PROBLEM REQUIREMENTS
Copy every line of the entries that has the string "crate" in it.

═══ AVAILABLE DATA

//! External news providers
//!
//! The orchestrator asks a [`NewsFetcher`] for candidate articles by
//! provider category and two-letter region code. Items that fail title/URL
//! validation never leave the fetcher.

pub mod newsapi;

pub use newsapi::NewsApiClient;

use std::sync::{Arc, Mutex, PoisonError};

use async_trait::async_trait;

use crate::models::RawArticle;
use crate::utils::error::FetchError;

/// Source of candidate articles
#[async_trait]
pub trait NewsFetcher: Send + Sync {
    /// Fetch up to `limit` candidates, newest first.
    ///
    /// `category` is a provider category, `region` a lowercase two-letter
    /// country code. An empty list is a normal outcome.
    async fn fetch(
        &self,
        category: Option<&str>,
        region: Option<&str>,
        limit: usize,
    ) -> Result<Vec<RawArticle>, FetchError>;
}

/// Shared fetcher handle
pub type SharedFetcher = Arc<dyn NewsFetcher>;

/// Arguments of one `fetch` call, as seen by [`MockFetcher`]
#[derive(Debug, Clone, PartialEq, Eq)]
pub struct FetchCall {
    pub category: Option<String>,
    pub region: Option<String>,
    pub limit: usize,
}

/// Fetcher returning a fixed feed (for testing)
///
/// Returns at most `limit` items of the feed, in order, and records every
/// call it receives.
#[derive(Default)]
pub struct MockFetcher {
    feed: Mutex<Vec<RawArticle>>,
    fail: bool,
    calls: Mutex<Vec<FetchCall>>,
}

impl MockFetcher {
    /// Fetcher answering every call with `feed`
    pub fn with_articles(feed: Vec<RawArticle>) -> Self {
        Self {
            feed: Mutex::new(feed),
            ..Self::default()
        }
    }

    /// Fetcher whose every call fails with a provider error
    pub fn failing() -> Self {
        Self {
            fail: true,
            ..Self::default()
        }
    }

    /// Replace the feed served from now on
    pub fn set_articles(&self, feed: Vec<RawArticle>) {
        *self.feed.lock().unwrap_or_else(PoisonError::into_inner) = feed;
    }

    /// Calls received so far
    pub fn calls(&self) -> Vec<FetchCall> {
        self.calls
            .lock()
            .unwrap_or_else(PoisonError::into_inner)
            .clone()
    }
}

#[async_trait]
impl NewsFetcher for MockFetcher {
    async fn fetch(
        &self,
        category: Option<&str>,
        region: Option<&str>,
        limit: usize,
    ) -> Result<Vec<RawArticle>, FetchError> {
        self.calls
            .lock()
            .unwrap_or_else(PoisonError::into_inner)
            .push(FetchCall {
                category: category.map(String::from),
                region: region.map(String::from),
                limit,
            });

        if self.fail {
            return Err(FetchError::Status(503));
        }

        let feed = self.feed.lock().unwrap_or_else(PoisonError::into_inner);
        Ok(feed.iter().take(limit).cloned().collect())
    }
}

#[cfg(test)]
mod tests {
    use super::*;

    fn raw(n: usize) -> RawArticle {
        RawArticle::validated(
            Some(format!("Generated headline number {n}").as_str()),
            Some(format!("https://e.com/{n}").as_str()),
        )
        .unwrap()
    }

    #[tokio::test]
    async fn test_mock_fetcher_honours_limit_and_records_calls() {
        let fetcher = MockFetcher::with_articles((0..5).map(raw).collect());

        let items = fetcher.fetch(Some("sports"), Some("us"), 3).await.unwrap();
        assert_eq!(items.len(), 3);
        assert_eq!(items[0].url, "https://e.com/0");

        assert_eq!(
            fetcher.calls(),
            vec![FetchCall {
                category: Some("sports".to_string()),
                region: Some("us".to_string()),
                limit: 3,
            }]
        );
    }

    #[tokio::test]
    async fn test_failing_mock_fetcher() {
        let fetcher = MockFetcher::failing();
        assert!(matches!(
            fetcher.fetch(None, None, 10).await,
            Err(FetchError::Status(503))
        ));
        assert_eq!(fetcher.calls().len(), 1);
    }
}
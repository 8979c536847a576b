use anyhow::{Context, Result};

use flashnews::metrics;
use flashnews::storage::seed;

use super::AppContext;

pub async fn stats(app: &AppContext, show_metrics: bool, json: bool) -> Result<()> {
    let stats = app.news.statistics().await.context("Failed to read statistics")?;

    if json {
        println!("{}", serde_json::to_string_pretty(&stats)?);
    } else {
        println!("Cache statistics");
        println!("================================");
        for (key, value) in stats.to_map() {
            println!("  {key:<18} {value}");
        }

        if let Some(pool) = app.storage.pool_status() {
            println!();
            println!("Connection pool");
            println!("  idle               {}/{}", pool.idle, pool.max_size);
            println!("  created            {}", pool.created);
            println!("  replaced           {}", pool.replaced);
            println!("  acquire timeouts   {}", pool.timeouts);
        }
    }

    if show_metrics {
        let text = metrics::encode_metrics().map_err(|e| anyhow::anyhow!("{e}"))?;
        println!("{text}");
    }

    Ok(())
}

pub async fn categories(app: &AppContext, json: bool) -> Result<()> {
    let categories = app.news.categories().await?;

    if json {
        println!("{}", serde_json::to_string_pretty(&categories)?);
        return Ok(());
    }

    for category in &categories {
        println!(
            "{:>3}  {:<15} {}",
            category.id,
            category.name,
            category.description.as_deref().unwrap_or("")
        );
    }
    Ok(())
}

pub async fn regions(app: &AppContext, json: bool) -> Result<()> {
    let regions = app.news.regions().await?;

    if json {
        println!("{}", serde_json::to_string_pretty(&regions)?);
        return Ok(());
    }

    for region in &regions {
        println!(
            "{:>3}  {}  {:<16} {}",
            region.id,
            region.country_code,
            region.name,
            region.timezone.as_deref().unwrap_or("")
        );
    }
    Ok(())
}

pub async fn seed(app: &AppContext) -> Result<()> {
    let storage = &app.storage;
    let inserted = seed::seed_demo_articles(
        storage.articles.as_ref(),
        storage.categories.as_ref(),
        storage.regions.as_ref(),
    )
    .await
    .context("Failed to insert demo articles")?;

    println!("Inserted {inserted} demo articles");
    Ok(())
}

══════

RESPONSE TO THIS TASK
use crate::models::RawArticle;
use crate::utils::error::FetchError;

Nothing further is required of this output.